START MATERIAL SUPPLIED
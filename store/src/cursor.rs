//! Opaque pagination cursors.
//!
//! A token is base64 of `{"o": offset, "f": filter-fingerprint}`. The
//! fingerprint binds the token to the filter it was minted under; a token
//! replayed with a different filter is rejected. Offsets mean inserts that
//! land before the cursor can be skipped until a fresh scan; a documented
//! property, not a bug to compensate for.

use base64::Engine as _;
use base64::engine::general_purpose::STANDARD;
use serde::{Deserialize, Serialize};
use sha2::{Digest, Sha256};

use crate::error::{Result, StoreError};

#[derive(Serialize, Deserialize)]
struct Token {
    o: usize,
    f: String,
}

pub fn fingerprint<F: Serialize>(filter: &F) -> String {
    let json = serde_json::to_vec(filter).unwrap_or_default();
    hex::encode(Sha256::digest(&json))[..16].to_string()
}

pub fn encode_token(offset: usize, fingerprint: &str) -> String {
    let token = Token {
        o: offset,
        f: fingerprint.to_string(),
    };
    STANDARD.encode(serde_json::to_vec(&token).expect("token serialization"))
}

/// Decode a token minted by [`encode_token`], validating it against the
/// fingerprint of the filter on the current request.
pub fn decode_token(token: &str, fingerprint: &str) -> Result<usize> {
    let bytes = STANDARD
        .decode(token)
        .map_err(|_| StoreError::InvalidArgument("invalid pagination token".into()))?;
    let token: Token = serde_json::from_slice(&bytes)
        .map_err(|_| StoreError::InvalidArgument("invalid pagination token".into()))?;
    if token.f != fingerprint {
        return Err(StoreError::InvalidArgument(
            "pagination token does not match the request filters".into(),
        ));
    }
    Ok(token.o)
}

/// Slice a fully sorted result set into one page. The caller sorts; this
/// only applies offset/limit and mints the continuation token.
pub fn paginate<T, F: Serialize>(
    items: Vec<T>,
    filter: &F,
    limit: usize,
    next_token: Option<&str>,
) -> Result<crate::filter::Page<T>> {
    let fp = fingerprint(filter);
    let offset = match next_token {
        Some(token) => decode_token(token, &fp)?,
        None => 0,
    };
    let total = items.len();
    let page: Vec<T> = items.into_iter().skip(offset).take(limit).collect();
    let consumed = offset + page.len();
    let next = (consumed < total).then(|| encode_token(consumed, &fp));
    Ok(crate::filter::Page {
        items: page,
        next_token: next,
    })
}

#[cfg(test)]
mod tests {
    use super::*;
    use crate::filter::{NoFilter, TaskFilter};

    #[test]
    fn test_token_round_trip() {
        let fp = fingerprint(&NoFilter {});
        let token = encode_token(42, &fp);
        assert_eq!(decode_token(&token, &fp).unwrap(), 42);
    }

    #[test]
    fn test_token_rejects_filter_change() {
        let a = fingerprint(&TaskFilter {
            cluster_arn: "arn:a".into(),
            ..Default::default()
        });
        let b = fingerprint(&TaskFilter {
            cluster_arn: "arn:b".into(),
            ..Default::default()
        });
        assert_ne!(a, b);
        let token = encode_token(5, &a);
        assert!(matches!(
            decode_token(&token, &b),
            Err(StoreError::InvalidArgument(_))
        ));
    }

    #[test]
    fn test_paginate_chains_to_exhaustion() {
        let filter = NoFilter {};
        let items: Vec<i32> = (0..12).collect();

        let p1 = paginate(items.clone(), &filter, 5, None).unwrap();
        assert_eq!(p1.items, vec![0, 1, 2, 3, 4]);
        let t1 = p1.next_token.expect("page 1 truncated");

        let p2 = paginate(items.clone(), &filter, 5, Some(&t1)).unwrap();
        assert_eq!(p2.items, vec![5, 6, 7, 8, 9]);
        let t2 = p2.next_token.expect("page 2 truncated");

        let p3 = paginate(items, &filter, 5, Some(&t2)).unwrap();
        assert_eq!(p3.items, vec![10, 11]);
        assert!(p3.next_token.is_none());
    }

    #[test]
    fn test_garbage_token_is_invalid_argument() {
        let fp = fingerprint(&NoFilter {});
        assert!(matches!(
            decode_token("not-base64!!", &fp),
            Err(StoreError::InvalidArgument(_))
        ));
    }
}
END MATERIAL SUPPLIED
Each line of the entries that holds "request" should be counted, and only the total given.

2